Wraysbury Baptist Chapel is in the village of Wraysbury, Berkshire, England. The present day building was opened in 1862, but the chapel was first established in 1827.

==History==
The current chapel was opened in 1862. The Baptist mission in Wraysbury can be traced back 35 years earlier to the sole efforts of the chapel's first Pastor, William Thomas Buckland. Born and raised in Wraysbury, Buckland lived for several years in Holborn Bridge and Hammersmith, where he first joined the Baptist Church. On his return to Wraysbury in 1826, he found the moral and spiritual condition of the villagers to be in a deplorable state. The only place of worship was the parish church, the vicar of which resided at a distance.

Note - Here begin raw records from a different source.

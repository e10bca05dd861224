//! IQ block → byte-scaled log-power spectrum
//!
//! 8-bit unsigned I/Q pairs are scaled to [0, 1] (no DC offset removal, so
//! the zero-frequency bin carries the ADC bias), transformed, shifted so
//! the zero-frequency bin sits at N/2, converted to dBFS and mapped from
//! `[-range, 0]` dB onto 0..=255.

use num_complex::Complex32;
use thiserror::Error;

use super::fft::{FftKernel, RustFftKernel};

/// Floor added to bin power so silence maps to a finite dB value
pub const POWER_FLOOR: f32 = 1.0e-20;

/// dBFS span corresponding to the bottom of the output scale
pub const DEFAULT_DYNAMIC_RANGE_DB: f32 = 90.0;

#[derive(Debug, Error, PartialEq)]
pub enum TransformError {
    #[error("FFT size must be a non-zero even number, got {0}")]
    FftSize(usize),

    #[error("dynamic range must be positive, got {0} dB")]
    DynamicRange(f32),
}

/// Reusable spectral transform: scratch and output buffers are allocated
/// once and overwritten on every call.
#[derive(Debug)]
pub struct SpectralTransform<K = RustFftKernel> {
    kernel: K,
    dynamic_range_db: f32,
    samples: Vec<Complex32>,
    frame: Vec<u8>,
}

impl SpectralTransform<RustFftKernel> {
    pub fn new(fft_size: usize, dynamic_range_db: f32) -> Result<Self, TransformError> {
        if fft_size == 0 || fft_size % 2 != 0 {
            return Err(TransformError::FftSize(fft_size));
        }
        Self::with_kernel(RustFftKernel::new(fft_size), dynamic_range_db)
    }
}

impl<K: FftKernel> SpectralTransform<K> {
    pub fn with_kernel(kernel: K, dynamic_range_db: f32) -> Result<Self, TransformError> {
        let size = kernel.size();
        if size == 0 || size % 2 != 0 {
            return Err(TransformError::FftSize(size));
        }
        if !(dynamic_range_db > 0.0) {
            return Err(TransformError::DynamicRange(dynamic_range_db));
        }

        Ok(Self {
            kernel,
            dynamic_range_db,
            samples: vec![Complex32::new(0.0, 0.0); size],
            frame: vec![0u8; size],
        })
    }

    pub fn fft_size(&self) -> usize {
        self.frame.len()
    }

    /// Bytes of IQ consumed per frame
    pub fn block_len(&self) -> usize {
        self.frame.len() * 2
    }

    /// Turn one IQ block of exactly `block_len()` bytes into a frame of
    /// `fft_size()` bytes.
    pub fn transform(&mut self, block: &[u8]) -> &[u8] {
        assert_eq!(
            block.len(),
            self.block_len(),
            "IQ block length {} != 2 x FFT size {}",
            block.len(),
            self.fft_size()
        );

        load_samples(block, &mut self.samples);
        self.kernel.process(&mut self.samples);

        let n = self.samples.len();
        let scale = 1.0 / n as f32;
        for (i, out) in self.frame.iter_mut().enumerate() {
            let pt = self.samples[centered_source(i, n)] * scale;
            *out = power_to_level(pt.norm_sqr(), self.dynamic_range_db);
        }

        &self.frame
    }
}

/// Map interleaved unsigned I/Q bytes to complex samples in [0, 1]
fn load_samples(block: &[u8], samples: &mut [Complex32]) {
    for (sample, iq) in samples.iter_mut().zip(block.chunks_exact(2)) {
        *sample = Complex32::new(iq[0] as f32 / 255.0, iq[1] as f32 / 255.0);
    }
}

/// FFT bin feeding output bin `i`, putting the zero-frequency bin at `n / 2`
pub fn centered_source(i: usize, n: usize) -> usize {
    let half = n / 2;
    if i < half {
        half + i
    } else {
        i - half
    }
}

/// Convert linear bin power (1.0 = full scale) to an output byte.
///
/// Values are truncated, not rounded; anything at or above 0 dBFS is 255.
pub fn power_to_level(power: f32, dynamic_range_db: f32) -> u8 {
    let db = 10.0 * (power + POWER_FLOOR).log10() + dynamic_range_db;
    let level = db.max(0.0) / dynamic_range_db * 255.0;
    level.min(255.0) as u8
}

#[cfg(test)]
mod tests {
    use super::*;

    /// Kernel that ignores its input and emits a fixed spectrum
    struct FixedSpectrum(Vec<Complex32>);

    impl FftKernel for FixedSpectrum {
        fn size(&self) -> usize {
            self.0.len()
        }

        fn process(&mut self, buffer: &mut [Complex32]) {
            buffer.copy_from_slice(&self.0);
        }
    }

    fn spectrum_with_energy_at(bin: usize, n: usize) -> SpectralTransform<FixedSpectrum> {
        let mut bins = vec![Complex32::new(0.0, 0.0); n];
        // After the 1/N scaling this bin sits exactly at 0 dBFS
        bins[bin] = Complex32::new(n as f32, 0.0);
        SpectralTransform::with_kernel(FixedSpectrum(bins), DEFAULT_DYNAMIC_RANGE_DB).unwrap()
    }

    #[test]
    fn test_frame_length_matches_fft_size() {
        let mut transform = SpectralTransform::new(1024, DEFAULT_DYNAMIC_RANGE_DB).unwrap();
        let block: Vec<u8> = (0..2048u32).map(|i| (i * 37 % 251) as u8).collect();
        assert_eq!(transform.transform(&block).len(), 1024);
    }

    #[test]
    fn test_deterministic() {
        let mut transform = SpectralTransform::new(256, DEFAULT_DYNAMIC_RANGE_DB).unwrap();
        let block: Vec<u8> = (0..512u32).map(|i| (i * 91 % 256) as u8).collect();
        let first = transform.transform(&block).to_vec();
        let second = transform.transform(&block).to_vec();
        assert_eq!(first, second);
    }

    #[test]
    fn test_all_zero_block_floors_at_zero() {
        let mut transform = SpectralTransform::new(4, DEFAULT_DYNAMIC_RANGE_DB).unwrap();
        assert_eq!(transform.transform(&[0u8; 8]), &[0u8, 0, 0, 0]);
    }

    #[test]
    fn test_saturating_block_clamps_at_255() {
        // Every sample is 1+1j: the DC bin reaches +3 dBFS
        let mut transform = SpectralTransform::new(4, DEFAULT_DYNAMIC_RANGE_DB).unwrap();
        assert_eq!(transform.transform(&[255u8; 8]), &[0u8, 0, 255, 0]);
    }

    #[test]
    fn test_centering_shift() {
        assert_eq!(centered_source(2, 4), 0);
        assert_eq!(centered_source(0, 4), 2);
        assert_eq!(centered_source(1, 4), 3);
        assert_eq!(centered_source(3, 4), 1);

        let mut dc = spectrum_with_energy_at(0, 4);
        assert_eq!(dc.transform(&[0u8; 8]), &[0u8, 0, 255, 0]);

        let mut nyquist = spectrum_with_energy_at(2, 4);
        assert_eq!(nyquist.transform(&[0u8; 8]), &[255u8, 0, 0, 0]);
    }

    #[test]
    fn test_power_to_level_truncates() {
        // -6.02 dBFS -> 237.94
        assert_eq!(power_to_level(0.25, 90.0), 237);
        // -45 dBFS -> 127.5
        assert_eq!(power_to_level(10f32.powf(-4.5), 90.0), 127);
        assert_eq!(power_to_level(1.0, 90.0), 255);
        assert_eq!(power_to_level(1.0e-9, 90.0), 0);
        assert_eq!(power_to_level(0.0, 90.0), 0);
        assert_eq!(power_to_level(4.0, 90.0), 255);
    }

    #[test]
    fn test_samples_scaled_to_unit_range() {
        let mut samples = vec![Complex32::new(9.0, 9.0); 2];
        load_samples(&[255, 0, 0, 255], &mut samples);
        assert_eq!(samples, vec![Complex32::new(1.0, 0.0), Complex32::new(0.0, 1.0)]);
    }

    #[test]
    fn test_rejects_invalid_sizes() {
        assert_eq!(
            SpectralTransform::new(0, 90.0).unwrap_err(),
            TransformError::FftSize(0)
        );
        assert_eq!(
            SpectralTransform::new(7, 90.0).unwrap_err(),
            TransformError::FftSize(7)
        );
        assert_eq!(
            SpectralTransform::new(8, 0.0).unwrap_err(),
            TransformError::DynamicRange(0.0)
        );
    }

    #[test]
    #[should_panic(expected = "IQ block length")]
    fn test_wrong_block_length_panics() {
        let mut transform = SpectralTransform::new(4, 90.0).unwrap();
        transform.transform(&[0u8; 6]);
    }
}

Extracts from Buckland's diary, reproduced in The Baptist Magazine, detail how he first rented a house for meetings, and invited local ministers, Mr Hall from Poyle and Mr Hawson from Staines, to preach on alternate Sundays. The first meeting was held on 20 May 1827 and in March, William opened the Sunday school to teach the local children. With ever increasing numbers, a new chapel was built and opening on 23 September 1830.

The Baptist mission continued to flourish, and 'wishing to provide more commodious and beautiful accommodation', the old chapel was knocked down and a new one erected with a convenient schoolroom attached. The work cost £800 and was covered by donations within the year.

Previously, Wraysbury had been regarded as an offshoot from Staines, but in December 1868, it decided that it was to become a station in its own right. Buckland was unanimously chosen to be its first pastor, a role he retained until his death in 1870. Others who became pastors included Arthur Shorrock, who married a relative of William Buckland.

==Today's Baptists==
Wraysbury Baptist Church was a member of Wraysbury and Horton Churches Together, along with St Andrew's, Wraysbury and St Michael's, Horton, until it closed in 2019. The last minister was the Rev. Carolyn Urwin who served from 2006 to 2019. The Parish Council purchased the chapel building and it is now used as a Community Hub.